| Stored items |
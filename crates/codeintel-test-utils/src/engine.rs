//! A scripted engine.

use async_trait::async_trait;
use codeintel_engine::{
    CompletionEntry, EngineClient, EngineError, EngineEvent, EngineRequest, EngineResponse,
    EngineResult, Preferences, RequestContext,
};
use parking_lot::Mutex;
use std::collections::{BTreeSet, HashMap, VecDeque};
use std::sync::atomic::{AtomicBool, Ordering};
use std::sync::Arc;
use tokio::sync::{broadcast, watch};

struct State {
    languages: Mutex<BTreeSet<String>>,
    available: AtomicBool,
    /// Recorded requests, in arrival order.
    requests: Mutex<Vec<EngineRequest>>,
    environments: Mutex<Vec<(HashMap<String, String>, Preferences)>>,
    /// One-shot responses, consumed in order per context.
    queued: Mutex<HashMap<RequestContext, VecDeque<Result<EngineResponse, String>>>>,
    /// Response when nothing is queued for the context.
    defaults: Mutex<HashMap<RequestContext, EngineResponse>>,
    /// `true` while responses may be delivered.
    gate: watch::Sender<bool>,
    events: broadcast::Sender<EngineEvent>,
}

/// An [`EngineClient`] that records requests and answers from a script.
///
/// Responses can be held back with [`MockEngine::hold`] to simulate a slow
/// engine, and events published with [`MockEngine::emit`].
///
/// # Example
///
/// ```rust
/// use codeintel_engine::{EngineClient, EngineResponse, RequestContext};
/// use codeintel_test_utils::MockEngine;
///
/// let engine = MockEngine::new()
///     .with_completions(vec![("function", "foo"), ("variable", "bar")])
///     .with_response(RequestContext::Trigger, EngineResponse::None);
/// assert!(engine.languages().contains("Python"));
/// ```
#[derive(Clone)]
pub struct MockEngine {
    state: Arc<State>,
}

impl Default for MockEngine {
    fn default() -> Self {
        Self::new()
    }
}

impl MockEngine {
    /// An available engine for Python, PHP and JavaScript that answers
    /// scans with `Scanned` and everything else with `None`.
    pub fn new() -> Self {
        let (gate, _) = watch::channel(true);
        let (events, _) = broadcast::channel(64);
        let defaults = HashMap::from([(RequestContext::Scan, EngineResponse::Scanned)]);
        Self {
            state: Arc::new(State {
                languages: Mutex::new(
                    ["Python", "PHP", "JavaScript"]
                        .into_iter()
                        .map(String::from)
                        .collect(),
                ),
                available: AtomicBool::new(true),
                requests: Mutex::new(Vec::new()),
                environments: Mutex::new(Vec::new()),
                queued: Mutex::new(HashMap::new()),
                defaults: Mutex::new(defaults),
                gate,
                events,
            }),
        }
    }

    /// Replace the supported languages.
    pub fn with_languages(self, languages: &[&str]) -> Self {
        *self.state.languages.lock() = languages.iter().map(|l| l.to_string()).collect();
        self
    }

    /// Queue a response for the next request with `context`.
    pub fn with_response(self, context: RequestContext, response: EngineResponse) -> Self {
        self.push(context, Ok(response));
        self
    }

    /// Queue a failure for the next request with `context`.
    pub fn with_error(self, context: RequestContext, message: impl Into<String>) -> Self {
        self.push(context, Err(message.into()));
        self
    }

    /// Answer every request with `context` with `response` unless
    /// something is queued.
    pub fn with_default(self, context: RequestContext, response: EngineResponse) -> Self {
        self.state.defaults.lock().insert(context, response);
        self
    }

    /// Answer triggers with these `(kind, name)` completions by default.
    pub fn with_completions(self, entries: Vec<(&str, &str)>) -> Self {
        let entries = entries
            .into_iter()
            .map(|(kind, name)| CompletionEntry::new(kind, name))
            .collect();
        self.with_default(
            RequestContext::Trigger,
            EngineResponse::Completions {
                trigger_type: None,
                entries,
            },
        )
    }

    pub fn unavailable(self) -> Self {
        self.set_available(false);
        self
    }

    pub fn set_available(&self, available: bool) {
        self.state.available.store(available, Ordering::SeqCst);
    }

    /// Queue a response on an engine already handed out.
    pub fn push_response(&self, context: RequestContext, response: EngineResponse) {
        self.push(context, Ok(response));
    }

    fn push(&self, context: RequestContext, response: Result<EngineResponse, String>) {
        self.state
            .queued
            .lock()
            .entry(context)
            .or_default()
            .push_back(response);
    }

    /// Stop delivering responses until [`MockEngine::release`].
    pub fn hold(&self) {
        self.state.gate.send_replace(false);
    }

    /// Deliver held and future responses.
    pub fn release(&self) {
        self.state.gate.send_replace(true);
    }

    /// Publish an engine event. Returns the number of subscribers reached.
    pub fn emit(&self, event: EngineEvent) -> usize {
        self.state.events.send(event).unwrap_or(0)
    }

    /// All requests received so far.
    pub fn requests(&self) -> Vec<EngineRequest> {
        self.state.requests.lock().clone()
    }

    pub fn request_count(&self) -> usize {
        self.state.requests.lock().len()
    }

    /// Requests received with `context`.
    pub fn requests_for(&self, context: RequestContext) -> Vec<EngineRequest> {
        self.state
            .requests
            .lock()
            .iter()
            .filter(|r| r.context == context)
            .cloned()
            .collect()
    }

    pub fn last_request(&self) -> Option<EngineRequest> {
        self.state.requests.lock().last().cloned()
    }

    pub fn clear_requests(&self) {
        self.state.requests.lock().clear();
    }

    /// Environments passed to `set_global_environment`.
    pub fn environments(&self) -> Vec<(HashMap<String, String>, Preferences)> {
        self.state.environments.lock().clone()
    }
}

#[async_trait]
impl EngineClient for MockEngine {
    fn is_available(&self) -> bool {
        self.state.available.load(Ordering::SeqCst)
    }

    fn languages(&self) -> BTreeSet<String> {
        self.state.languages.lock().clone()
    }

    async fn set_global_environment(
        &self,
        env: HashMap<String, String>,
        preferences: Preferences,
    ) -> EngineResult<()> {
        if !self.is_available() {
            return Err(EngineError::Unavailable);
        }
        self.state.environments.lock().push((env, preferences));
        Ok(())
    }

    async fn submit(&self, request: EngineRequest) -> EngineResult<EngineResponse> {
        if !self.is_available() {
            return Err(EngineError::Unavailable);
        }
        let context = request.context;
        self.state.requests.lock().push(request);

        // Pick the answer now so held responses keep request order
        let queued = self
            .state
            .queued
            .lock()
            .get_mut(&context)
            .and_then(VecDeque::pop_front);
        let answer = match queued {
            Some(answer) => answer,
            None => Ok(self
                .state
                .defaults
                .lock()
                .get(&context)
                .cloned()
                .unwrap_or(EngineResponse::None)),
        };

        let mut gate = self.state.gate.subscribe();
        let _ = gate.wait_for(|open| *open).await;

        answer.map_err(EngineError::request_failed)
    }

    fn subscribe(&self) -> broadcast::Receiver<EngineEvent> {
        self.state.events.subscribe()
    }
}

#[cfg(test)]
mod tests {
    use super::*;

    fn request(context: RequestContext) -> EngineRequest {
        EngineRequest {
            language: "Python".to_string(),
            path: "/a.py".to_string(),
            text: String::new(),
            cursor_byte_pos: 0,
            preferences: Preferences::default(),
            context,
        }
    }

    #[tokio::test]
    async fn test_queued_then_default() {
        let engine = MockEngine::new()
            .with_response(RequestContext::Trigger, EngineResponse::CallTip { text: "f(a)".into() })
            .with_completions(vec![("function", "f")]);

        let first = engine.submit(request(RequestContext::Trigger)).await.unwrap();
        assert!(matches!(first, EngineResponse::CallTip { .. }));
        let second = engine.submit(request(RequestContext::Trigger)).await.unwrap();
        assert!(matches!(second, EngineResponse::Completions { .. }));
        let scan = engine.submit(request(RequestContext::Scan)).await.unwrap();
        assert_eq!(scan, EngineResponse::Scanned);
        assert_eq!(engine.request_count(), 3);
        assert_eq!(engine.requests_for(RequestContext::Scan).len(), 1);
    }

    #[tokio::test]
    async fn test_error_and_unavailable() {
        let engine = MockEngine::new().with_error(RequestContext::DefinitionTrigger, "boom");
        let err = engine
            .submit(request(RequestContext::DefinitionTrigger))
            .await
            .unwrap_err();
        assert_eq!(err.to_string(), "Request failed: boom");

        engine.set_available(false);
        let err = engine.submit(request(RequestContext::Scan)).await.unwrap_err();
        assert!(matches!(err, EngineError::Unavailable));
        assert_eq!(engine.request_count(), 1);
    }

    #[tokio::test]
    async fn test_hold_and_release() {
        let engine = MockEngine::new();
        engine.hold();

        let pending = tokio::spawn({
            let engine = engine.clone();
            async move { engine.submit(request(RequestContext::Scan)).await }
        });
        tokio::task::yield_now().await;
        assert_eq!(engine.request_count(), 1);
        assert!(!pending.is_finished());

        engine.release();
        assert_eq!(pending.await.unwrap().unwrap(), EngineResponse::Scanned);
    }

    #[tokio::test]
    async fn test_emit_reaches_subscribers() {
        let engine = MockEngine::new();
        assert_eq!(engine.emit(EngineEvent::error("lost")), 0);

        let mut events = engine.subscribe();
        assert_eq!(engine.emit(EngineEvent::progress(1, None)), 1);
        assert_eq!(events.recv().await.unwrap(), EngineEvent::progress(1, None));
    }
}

| What you have to do |
Using the data above, show each line where "HashMap" occurs.

| Exercise output |
use std::collections::{BTreeSet, HashMap, VecDeque};
    environments: Mutex<Vec<(HashMap<String, String>, Preferences)>>,
    queued: Mutex<HashMap<RequestContext, VecDeque<Result<EngineResponse, String>>>>,
    defaults: Mutex<HashMap<RequestContext, EngineResponse>>,
        let defaults = HashMap::from([(RequestContext::Scan, EngineResponse::Scanned)]);
                queued: Mutex::new(HashMap::new()),
    pub fn environments(&self) -> Vec<(HashMap<String, String>, Preferences)> {
        env: HashMap<String, String>,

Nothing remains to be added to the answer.